Still, it isn’t a permanent solution. “When I’m teaching, I’m engaged. But sometimes, after classes, I go back to feeling bad very quickly.” Lishan also takes mood stabilisers for her bipolar disorder—a remedy that at times leaves her with side effects like tremors and restlessness that interfere with her recovery. One of them, Seroquel, even aggravated her bulimia. On the flipside, the antidepressants that treat her bulimia triggers her mania. To date, she has tried five different types of medications.

“I got a little worried when you asked me out to dinner,” Lishan admits, as we dig into our paleo-friendly plates at Caveman Food an hour before the OA session.

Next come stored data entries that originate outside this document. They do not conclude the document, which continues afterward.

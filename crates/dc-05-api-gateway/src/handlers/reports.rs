//! Report intake routes.
//!
//! `/reports` swallows a repeated item report; `/reports/item` rejects it.

use super::{parse_body, AppState, RawBody};
use crate::adapters::item_report_error;
use crate::domain::{ApiError, ApiResult, ItemReportRequest, ReportRequest, SuccessResponse};
use axum::extract::State;
use axum::{Extension, Json};
use dc_02_reports::ReportError;
use dc_telemetry::{metric_inc, HistogramTimer, REPORTS};
use shared_types::Caller;

fn failure_label(e: &ReportError) -> Option<&'static str> {
    match e {
        ReportError::DuplicateReport => Some("duplicate"),
        ReportError::RateLimited { .. } => Some("rate_limited"),
        _ => None,
    }
}

pub async fn submit_report(
    State(state): State<AppState>,
    Extension(caller): Extension<Caller>,
    body: RawBody,
) -> ApiResult<Json<SuccessResponse>> {
    let _timer = HistogramTimer::route("/reports");
    let req: ReportRequest = parse_body(&caller, body)?;

    match state.reports.submit_report(&caller, req.into()).await {
        Ok(outcome) => {
            metric_inc!(REPORTS, &["generic", outcome.as_str()]);
            Ok(Json(SuccessResponse::ok()))
        }
        Err(e) => {
            if let Some(label) = failure_label(&e) {
                metric_inc!(REPORTS, &["generic", label]);
            }
            Err(ApiError::from(e))
        }
    }
}

pub async fn submit_item_report(
    State(state): State<AppState>,
    Extension(caller): Extension<Caller>,
    body: RawBody,
) -> ApiResult<Json<SuccessResponse>> {
    let _timer = HistogramTimer::route("/reports/item");
    let req: ItemReportRequest = parse_body(&caller, body)?;

    match state.reports.submit_item_report(&caller, req.into()).await {
        Ok(()) => {
            metric_inc!(REPORTS, &["item", "recorded"]);
            Ok(Json(SuccessResponse::ok()))
        }
        Err(e) => {
            if let Some(label) = failure_label(&e) {
                metric_inc!(REPORTS, &["item", label]);
            }
            Err(item_report_error(e))
        }
    }
}
//! # Persistent Store
//!
//! **Component:** dc-04
//!
//! Implements the outbound ports of every engine. The engines never talk to
//! each other; the only coordination between concurrent requests is what
//! this crate enforces.
//!
//! ## Tables
//!
//! | Table | Unique key | Port |
//! |-------|-----------|------|
//! | interaction edges | `(kind, subject, actor)` | `InteractionStore` |
//! | reports | `(reporter, item)` for item targets | `ReportStore` |
//! | items | `id` | `ItemCatalog`, [`ItemRegistry`] |
//! | awards | `item_id` | `PointsLedger` |
//! | balances | `user_id` | `PointsLedger` |
//!
//! ## Atomic Award Procedure
//!
//! `award_points_for_item` runs as one serialized step: re-read the item,
//! re-check owner and status, return `AlreadyAwarded` if an award row
//! exists, otherwise write the award row and the balance together. Points
//! and ranks come from [`LedgerPolicy`] and nowhere else.
//!
//! ## Backends
//!
//! | Backend | Type | Serialization point |
//! |---------|------|---------------------|
//! | memory | [`InMemoryStore`] | one `parking_lot::RwLock` per table |
//! | rocksdb (feature) | `RocksDbStore` | write lock on the DB for conditional writes, `WriteBatch` for multi-key effects |

pub mod ledger;
pub mod memory;
pub mod seed;

#[cfg(feature = "rocksdb")]
pub mod rocksdb_adapter;

pub use ledger::{BalanceRow, LedgerPolicy, LedgerPolicyError, RankThreshold};
pub use memory::InMemoryStore;
pub use seed::{load_seed_items, seed_items, ItemRegistry, SeedError};

#[cfg(feature = "rocksdb")]
pub use rocksdb_adapter::{RocksDbConfig, RocksDbStore, COLUMN_FAMILIES};

use shared_types::Timestamp;

pub(crate) fn now_millis() -> Timestamp {
    std::time::SystemTime::now()
        .duration_since(std::time::UNIX_EPOCH)
        .unwrap_or_default()
        .as_millis() as Timestamp
}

In preparation for this get-together, she had to be strict with herself, planning in advance exactly what she was going to have for breakfast, lunch and dinner. More than the physical act of eating well, it was also a psychological battle. “I told myself I won’t purge after my meals today,” she says. And she didn’t. In spite of that momentary victory, Lishan’s struggles are a daily affair. A good day can be followed by a disastrous week. “I feel vulnerable all the time,” she says. “I must be conscious with myself at every moment.”

Being conscious means that you have to be awake to the issues and tune in to yourself, but sometimes it takes an eternal nudge. Before I was given the green light to shadow Lishan at the OA meeting, I was asked if I’d any experiences with eating disorders. Though my first instinct was to say no, I realised I had indulged in starving myself in the past out of sheer laziness to cook myself a meal. Yet, I’d never thought of it as a symptom of a disorder. The danger of these diseases is that it’s possible to fall into them unwittingly. We need to engage in conversations that spark awareness and reflection, not just for ourselves, but also for society at large to dismantle the stigma that keeps those who suffer from seeking help.